課題組前期體外實驗發現，TSCS可顯著抑制不同抗原刺激的MC活化脫顆粒［20］。Tryptase可通過與表達在FLS胞膜上的PAR‐2相互作用，進而激活PAR‐2偶聯的G蛋白Rho信號，抑制FLS凋亡，給予PAR‐2拮抗劑處理后可顯著降低Tryptase對FLS的抗凋亡作用［16］。

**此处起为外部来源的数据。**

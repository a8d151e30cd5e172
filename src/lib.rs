//! # quickdeploy - configuration-driven deployments over SSH
//!
//! A deployment is a pipeline of commands run strictly in order against one
//! server: local shell commands, remote shell commands and single-file
//! transfers. The first failure stops the pipeline, except for failures of
//! commands whose text marks them as "already in the desired state" (`kill`,
//! `pkill`, `rm -f`, `systemctl stop`), which are recorded and skipped over.
//!
//! ## Layout
//!
//! - [`pipeline`]: commands, pipelines, outcomes and errors
//! - [`executor`]: runs one pipeline against one connected server
//! - [`ssh`]: the system `ssh` client as a [`RemoteChannel`]
//! - [`plan`]: runs every configured (server, deployment) pair
//! - [`config`]: YAML configuration loading and validation
//! - [`infrastructure`]: runner settings and logging
//!
//! ## Example
//!
//! ```no_run
//! use quickdeploy::prelude::*;
//!
//! let config = DeployConfig::load("deploy.yaml")?;
//! let connector = SshConnector::new(SshOptions::from(&config.settings));
//! let summary = PlanRunner::new().run(&config, &connector, &mut std::io::stdout());
//! assert!(summary.all_succeeded());
//! # Ok::<(), quickdeploy::config::ConfigError>(())
//! ```

#![warn(missing_docs)]
#![warn(clippy::all)]
#![warn(clippy::pedantic)]
#![cfg_attr(test, allow(clippy::unwrap_used))]

pub mod config;
pub mod executor;
pub mod infrastructure;
pub mod pipeline;
pub mod plan;
pub mod ssh;

// Prelude module for common imports
pub mod prelude;

// Re-export commonly used types
pub use config::{ConfigError, DeployConfig, Deployment, DeploymentPlan, Server};
pub use executor::{Executor, ProcessRunner, RemoteChannel, ShellRunner, Target, is_ignorable};
pub use infrastructure::{Settings, init_logging};
pub use pipeline::{
    Command, CommandKind, ExecutionError, ExecutionOutcome, Pipeline, PipelineReport,
    TransportError, Validate, ValidationError,
};
pub use plan::{Connector, PlanFilter, PlanRunner, PlanSummary};
pub use ssh::{SshChannel, SshConnector, SshOptions};

/// Version of the quickdeploy crate.
pub const VERSION: &str = env!("CARGO_PKG_VERSION");
use super::policy::is_ignorable;
use super::shell::ShellRunner;
use super::traits::{CommandStatus, ProcessRunner, RemoteChannel};
use super::transfer::{self, ScpHeader};
use crate::pipeline::{
    Command, ExecutionError, ExecutionOutcome, Pipeline, PipelineReport, StepFailure,
    TransportError,
};
use std::fmt;
use std::fs::File;
use std::io::Write;
use std::path::Path;
use std::time::Instant;
use uuid::Uuid;

/// Identity of the server a pipeline runs against, used for labelling
#[derive(Debug, Clone, PartialEq, Eq)]
pub struct Target {
    /// Configured server name
    pub name: String,
    /// Host name or address
    pub host: String,
    /// SSH port
    pub port: u16,
    /// Login user
    pub username: String,
}

impl Target {
    /// Creates a target on port 22
    #[must_use]
    pub fn new(
        name: impl Into<String>,
        host: impl Into<String>,
        username: impl Into<String>,
    ) -> Self {
        Self {
            name: name.into(),
            host: host.into(),
            port: 22,
            username: username.into(),
        }
    }
}

impl fmt::Display for Target {
    fn fmt(&self, f: &mut fmt::Formatter<'_>) -> fmt::Result {
        write!(f, "{}@{}:{}", self.username, self.host, self.port)
    }
}

/// How a single command ended
enum StepOutcome {
    Succeeded,
    Ignored(String),
}

/// Runs one pipeline against one target
///
/// Commands run strictly in order. The first failure that is not classified
/// ignorable stops the run; later commands are never attempted. Every command
/// is announced on the output sink before it runs and reported after.
pub struct Executor<C, W, R = ShellRunner> {
    target: Target,
    channel: C,
    runner: R,
    output: W,
}

impl<C: RemoteChannel, W: Write> Executor<C, W> {
    /// Creates an executor running local commands through `sh`
    pub fn new(target: Target, channel: C, output: W) -> Self {
        Self {
            target,
            channel,
            runner: ShellRunner::new(),
            output,
        }
    }
}

impl<C: RemoteChannel, W: Write, R: ProcessRunner> Executor<C, W, R> {
    /// Replaces the local process runner
    pub fn with_runner<R2: ProcessRunner>(self, runner: R2) -> Executor<C, W, R2> {
        Executor {
            target: self.target,
            channel: self.channel,
            runner,
            output: self.output,
        }
    }

    /// The target this executor deploys to
    pub fn target(&self) -> &Target {
        &self.target
    }

    /// Releases the remote channel
    ///
    /// # Errors
    ///
    /// Returns the channel's error if it did not shut down cleanly.
    pub fn close(mut self) -> Result<(), TransportError> {
        self.channel.close()
    }

    /// Runs every command of `pipeline` in order
    pub fn run(&mut self, pipeline: &Pipeline) -> PipelineReport {
        let run_id = Uuid::new_v4();
        let total = pipeline.commands.len();
        let started = Instant::now();

        tracing::info!(
            run_id = %run_id,
            server = %self.target.name,
            commands = total,
            "Starting pipeline execution"
        );
        emit(
            &mut self.output,
            format_args!(
                "\n==> Starting deployment on server: {} ({})\n",
                self.target.name, self.target.host
            ),
        );

        let mut outcomes = Vec::with_capacity(total);
        let mut failure = None;

        for (i, command) in pipeline.commands.iter().enumerate() {
            let step = i + 1;
            emit(&mut self.output, format_args!("\n==> Step {step}/{total}\n"));

            let step_started = Instant::now();
            let result = self.execute(command);
            let duration = step_started.elapsed();

            match result {
                Ok(StepOutcome::Succeeded) => {
                    tracing::info!(
                        run_id = %run_id,
                        step,
                        kind = command.kind_label(),
                        duration_ms = duration.as_millis(),
                        "Command completed"
                    );
                    outcomes.push(ExecutionOutcome::success(command, duration));
                }
                Ok(StepOutcome::Ignored(reason)) => {
                    tracing::warn!(
                        run_id = %run_id,
                        step,
                        kind = command.kind_label(),
                        reason = %reason,
                        "Command failed, error ignored"
                    );
                    outcomes.push(ExecutionOutcome::ignored(command, duration, reason));
                }
                Err(error) => {
                    tracing::error!(
                        run_id = %run_id,
                        step,
                        kind = command.kind_label(),
                        error = %error,
                        "Command failed, stopping pipeline"
                    );
                    outcomes.push(ExecutionOutcome::failure(command, duration, &error));
                    failure = Some(StepFailure { step, error });
                    break;
                }
            }
        }

        let total_duration = started.elapsed();
        let succeeded = failure.is_none();
        if succeeded {
            emit(
                &mut self.output,
                format_args!(
                    "\n==> Deployment completed successfully in {:.2} seconds\n",
                    total_duration.as_secs_f64()
                ),
            );
        } else {
            emit(
                &mut self.output,
                format_args!(
                    "\n==> Deployment failed after {:.2} seconds\n",
                    total_duration.as_secs_f64()
                ),
            );
        }

        PipelineReport {
            run_id,
            outcomes,
            succeeded,
            total_duration,
            failure,
        }
    }

    fn execute(&mut self, command: &Command) -> Result<StepOutcome, ExecutionError> {
        match command {
            Command::Local {
                command,
                working_dir,
            } => self.execute_local(command, working_dir.as_deref()),
            Command::Remote { command } => self.execute_remote(command),
            Command::Transfer {
                local_path,
                remote_path,
            } => self.execute_transfer(local_path, remote_path),
            Command::Unrecognized { kind } => {
                let error = ExecutionError::UnknownCommandKind { kind: kind.clone() };
                let started = self.announce(kind, &command.to_string());
                self.finish(started, Err(&error));
                Err(error)
            }
        }
    }

    fn execute_local(
        &mut self,
        command: &str,
        working_dir: Option<&Path>,
    ) -> Result<StepOutcome, ExecutionError> {
        let started = self.announce("local", command);

        let result = match working_dir.map(std::path::absolute).transpose() {
            Err(e) => Err(ExecutionError::PathResolution {
                path: working_dir.unwrap_or(Path::new("")).to_path_buf(),
                reason: e.to_string(),
            }),
            Ok(cwd) => match self.runner.run(command, cwd.as_deref(), &mut self.output) {
                Err(e) => Err(ExecutionError::LocalExecution {
                    command: command.to_string(),
                    reason: e.to_string(),
                }),
                Ok(status) => classify(command, status, |reason| {
                    ExecutionError::LocalExecution {
                        command: command.to_string(),
                        reason,
                    }
                }),
            },
        };

        self.finish_step(started, result)
    }

    fn execute_remote(&mut self, command: &str) -> Result<StepOutcome, ExecutionError> {
        let started = self.announce("remote", command);

        let result = match self.channel.run_command(command, &mut self.output) {
            Err(e) => Err(ExecutionError::RemoteExecution {
                command: command.to_string(),
                reason: e.to_string(),
            }),
            Ok(status) => classify(command, status, |reason| {
                ExecutionError::RemoteExecution {
                    command: command.to_string(),
                    reason,
                }
            }),
        };

        self.finish_step(started, result)
    }

    fn execute_transfer(
        &mut self,
        local_path: &Path,
        remote_path: &str,
    ) -> Result<StepOutcome, ExecutionError> {
        let started = self.announce(
            "scp",
            &format!("{} -> {}", local_path.display(), remote_path),
        );
        let fail = |reason: String| ExecutionError::Transfer {
            local_path: local_path.to_path_buf(),
            remote_path: remote_path.to_string(),
            reason,
        };

        let result = self.transfer(local_path, remote_path).map_err(fail);
        self.finish_step(started, result.map(|()| StepOutcome::Succeeded))
    }

    fn transfer(&mut self, local_path: &Path, remote_path: &str) -> Result<(), String> {
        let file = File::open(local_path).map_err(|e| format!("failed to open local file: {e}"))?;
        let metadata = file
            .metadata()
            .map_err(|e| format!("failed to get file info: {e}"))?;
        if !metadata.is_file() {
            return Err(format!(
                "failed to open local file: {} is not a regular file",
                local_path.display()
            ));
        }
        let header = ScpHeader::new(&metadata, local_path, remote_path);

        let parent = transfer::remote_parent(remote_path);
        self.execute_remote(&transfer::mkdir_command(&parent))
            .map_err(|e| format!("failed to create remote directory: {e}"))?;

        let bytes = transfer::send_file(
            &mut self.channel,
            file,
            &header,
            remote_path,
            &mut self.output,
        )?;
        tracing::debug!(
            server = %self.target.name,
            remote_path,
            bytes,
            "File transferred"
        );
        Ok(())
    }

    fn announce(&mut self, kind: &str, text: &str) -> Instant {
        emit(
            &mut self.output,
            format_args!(
                "==> [{}] Executing {kind} command: {text}\n",
                self.target.name
            ),
        );
        Instant::now()
    }

    fn finish_step(
        &mut self,
        started: Instant,
        result: Result<StepOutcome, ExecutionError>,
    ) -> Result<StepOutcome, ExecutionError> {
        self.finish(started, result.as_ref());
        result
    }

    fn finish(&mut self, started: Instant, result: Result<&StepOutcome, &ExecutionError>) {
        let secs = started.elapsed().as_secs_f64();
        let name = &self.target.name;
        let line = match result {
            Ok(StepOutcome::Succeeded) => {
                format!("==> [{name}] Command completed successfully ({secs:.2}s)\n")
            }
            Ok(StepOutcome::Ignored(_)) => {
                format!("==> [{name}] Command completed with ignored error ({secs:.2}s)\n")
            }
            Err(error) => format!("==> [{name}] Command failed ({secs:.2}s): {error}\n"),
        };
        emit(&mut self.output, format_args!("{line}"));
    }
}

/// Writes one trace line to the output sink
pub(crate) fn emit<W: Write + ?Sized>(output: &mut W, args: fmt::Arguments<'_>) {
    if let Err(e) = output.write_fmt(args).and_then(|()| output.flush()) {
        tracing::debug!(error = %e, "Failed to write to output sink");
    }
}

/// Applies the ignore policy to a command that ran to completion
fn classify(
    command: &str,
    status: CommandStatus,
    fatal: impl FnOnce(String) -> ExecutionError,
) -> Result<StepOutcome, ExecutionError> {
    if status.success() {
        Ok(StepOutcome::Succeeded)
    } else if is_ignorable(command) {
        Ok(StepOutcome::Ignored(status.to_string()))
    } else {
        Err(fatal(status.to_string()))
    }
}

#[cfg(test)]
#[path = "runner_tests.rs"]
mod tests;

本研究采用MC C‐kit基因正常型C57BL/6小鼠和MC C‐kit基因缺陷型KitW‐4Bao小鼠以及過繼移植BMMC的KitW‐4Bao小鼠進行體內實驗，探究TSCS對K/B×N小鼠血清轉移性關節炎的治療作用，結果表明，MC參與K/B×N小鼠血清轉移性關節炎發病過程，TSCS可明顯降低關節炎小鼠關節腫脹度、關節炎評分、病理學評分、滑膜組織MC脫顆粒率、滑膜組織Tryptase和PAR‐2蛋白和mRNA、IL‐6、IL‐17、TNF‐α、PGE2、血清IgG表達，對K/B×N小鼠血清轉移性關節炎具有治療作用，其機制可能與TSCS抑制MC活化脫顆粒釋放Tryptase，進而影響MC‐Tryptase‐PAR‐2‐FLS途 徑，抑 制 滑 膜FLS增殖有關，與課題組前期體外實驗結果一致，為以MC為靶點的新型抗RA藥物的研發提供依據。